§ What you will do: Retype all of the data. Every line must match exactly.

+ + +

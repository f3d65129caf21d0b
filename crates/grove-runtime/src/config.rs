//! Forest configuration

use crate::error::{GroveError, GroveResult};
use crate::hasher::Hasher;
use serde::{Deserialize, Serialize};

/// Largest depth accepted for append-only trees; leaf indices are `u64`
pub const MAX_APPEND_DEPTH: usize = 62;

/// Which two-to-one function a tree hashes with
#[derive(Debug, Clone, Copy, PartialEq, Eq, Serialize, Deserialize)]
#[serde(rename_all = "lowercase")]
pub enum HashKind {
    Sha256,
    Keccak256,
}

impl HashKind {
    pub fn hasher(&self, depth: usize) -> Hasher {
        match self {
            HashKind::Sha256 => Hasher::sha256(depth),
            HashKind::Keccak256 => Hasher::keccak256(depth),
        }
    }
}

#[derive(Debug, Clone, PartialEq, Eq, Serialize, Deserialize)]
#[serde(default)]
pub struct GroveConfig {
    pub utxo_tree_depth: usize,
    pub withdrawal_tree_depth: usize,
    pub nullifier_tree_depth: usize,
    /// Leaves per appended subtree of the output trees
    pub utxo_subtree_size: u64,
    pub withdrawal_subtree_size: u64,
    /// Track every leaf instead of only the observed owners' ones
    pub full_sync: bool,
    /// Track every leaf for this run without making it the persisted mode
    pub force_update: bool,
    pub utxo_hash: HashKind,
    pub withdrawal_hash: HashKind,
    pub nullifier_hash: HashKind,
}

impl Default for GroveConfig {
    fn default() -> Self {
        Self {
            utxo_tree_depth: 48,
            withdrawal_tree_depth: 48,
            nullifier_tree_depth: 254,
            utxo_subtree_size: 32,
            withdrawal_subtree_size: 32,
            full_sync: true,
            force_update: false,
            utxo_hash: HashKind::Sha256,
            withdrawal_hash: HashKind::Keccak256,
            nullifier_hash: HashKind::Keccak256,
        }
    }
}

impl GroveConfig {
    pub fn validate(&self) -> GroveResult<()> {
        for (name, depth, subtree) in [
            ("utxo", self.utxo_tree_depth, self.utxo_subtree_size),
            ("withdrawal", self.withdrawal_tree_depth, self.withdrawal_subtree_size),
        ] {
            if depth == 0 || depth > MAX_APPEND_DEPTH {
                return Err(GroveError::Config(format!(
                    "{} tree depth {} outside 1..={}",
                    name, depth, MAX_APPEND_DEPTH
                )));
            }
            if !subtree.is_power_of_two() {
                return Err(GroveError::Config(format!(
                    "{} subtree size {} is not a power of two",
                    name, subtree
                )));
            }
            if subtree > 1u64 << depth {
                return Err(GroveError::Config(format!(
                    "{} subtree size {} exceeds tree capacity 2^{}",
                    name, subtree, depth
                )));
            }
        }
        if self.nullifier_tree_depth == 0 || self.nullifier_tree_depth > crate::field::MODULUS_BITS {
            return Err(GroveError::Config(format!(
                "nullifier tree depth {} outside 1..={}",
                self.nullifier_tree_depth,
                crate::field::MODULUS_BITS
            )));
        }
        Ok(())
    }

    /// Whether every leaf is tracked regardless of its owner
    pub fn tracks_everything(&self) -> bool {
        self.full_sync || self.force_update
    }
}

/// The three hashers of a forest
#[derive(Debug, Clone)]
pub struct GroveHashers {
    pub utxo: Hasher,
    pub withdrawal: Hasher,
    pub nullifier: Hasher,
}

impl GroveHashers {
    pub fn default_for(config: &GroveConfig) -> Self {
        Self {
            utxo: config.utxo_hash.hasher(config.utxo_tree_depth),
            withdrawal: config.withdrawal_hash.hasher(config.withdrawal_tree_depth),
            nullifier: config.nullifier_hash.hasher(config.nullifier_tree_depth),
        }
    }
}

+ + +

§ Answer space:
repository f3d65129caf21d0b
filename crates/grove-runtime/src/config.rs
//! Forest configuration

use crate::error::{GroveError, GroveResult};
use crate::hasher::Hasher;
use serde::{Deserialize, Serialize};

/// Largest depth accepted for append-only trees; leaf indices are `u64`
pub const MAX_APPEND_DEPTH: usize = 62;

/// Which two-to-one function a tree hashes with
#[derive(Debug, Clone, Copy, PartialEq, Eq, Serialize, Deserialize)]
#[serde(rename_all = "lowercase")]
pub enum HashKind {
    Sha256,
    Keccak256,
}

impl HashKind {
    pub fn hasher(&self, depth: usize) -> Hasher {
        match self {
            HashKind::Sha256 => Hasher::sha256(depth),
            HashKind::Keccak256 => Hasher::keccak256(depth),
        }
    }
}

#[derive(Debug, Clone, PartialEq, Eq, Serialize, Deserialize)]
#[serde(default)]
pub struct GroveConfig {
    pub utxo_tree_depth: usize,
    pub withdrawal_tree_depth: usize,
    pub nullifier_tree_depth: usize,
    /// Leaves per appended subtree of the output trees
    pub utxo_subtree_size: u64,
    pub withdrawal_subtree_size: u64,
    /// Track every leaf instead of only the observed owners' ones
    pub full_sync: bool,
    /// Track every leaf for this run without making it the persisted mode
    pub force_update: bool,
    pub utxo_hash: HashKind,
    pub withdrawal_hash: HashKind,
    pub nullifier_hash: HashKind,
}

impl Default for GroveConfig {
    fn default() -> Self {
        Self {
            utxo_tree_depth: 48,
            withdrawal_tree_depth: 48,
            nullifier_tree_depth: 254,
            utxo_subtree_size: 32,
            withdrawal_subtree_size: 32,
            full_sync: true,
            force_update: false,
            utxo_hash: HashKind::Sha256,
            withdrawal_hash: HashKind::Keccak256,
            nullifier_hash: HashKind::Keccak256,
        }
    }
}

impl GroveConfig {
    pub fn validate(&self) -> GroveResult<()> {
        for (name, depth, subtree) in [
            ("utxo", self.utxo_tree_depth, self.utxo_subtree_size),
            ("withdrawal", self.withdrawal_tree_depth, self.withdrawal_subtree_size),
        ] {
            if depth == 0 || depth > MAX_APPEND_DEPTH {
                return Err(GroveError::Config(format!(
                    "{} tree depth {} outside 1..={}",
                    name, depth, MAX_APPEND_DEPTH
                )));
            }
            if !subtree.is_power_of_two() {
                return Err(GroveError::Config(format!(
                    "{} subtree size {} is not a power of two",
                    name, subtree
                )));
            }
            if subtree > 1u64 << depth {
                return Err(GroveError::Config(format!(
                    "{} subtree size {} exceeds tree capacity 2^{}",
                    name, subtree, depth
                )));
            }
        }
        if self.nullifier_tree_depth == 0 || self.nullifier_tree_depth > crate::field::MODULUS_BITS {
            return Err(GroveError::Config(format!(
                "nullifier tree depth {} outside 1..={}",
                self.nullifier_tree_depth,
                crate::field::MODULUS_BITS
            )));
        }
        Ok(())
    }

    /// Whether every leaf is tracked regardless of its owner
    pub fn tracks_everything(&self) -> bool {
        self.full_sync || self.force_update
    }
}

/// The three hashers of a forest
#[derive(Debug, Clone)]
pub struct GroveHashers {
    pub utxo: Hasher,
    pub withdrawal: Hasher,
    pub nullifier: Hasher,
}

impl GroveHashers {
    pub fn default_for(config: &GroveConfig) -> Self {
        Self {
            utxo: config.utxo_hash.hasher(config.utxo_tree_depth),
            withdrawal: config.withdrawal_hash.hasher(config.withdrawal_tree_depth),
            nullifier: config.nullifier_hash.hasher(config.nullifier_tree_depth),
        }
    }
}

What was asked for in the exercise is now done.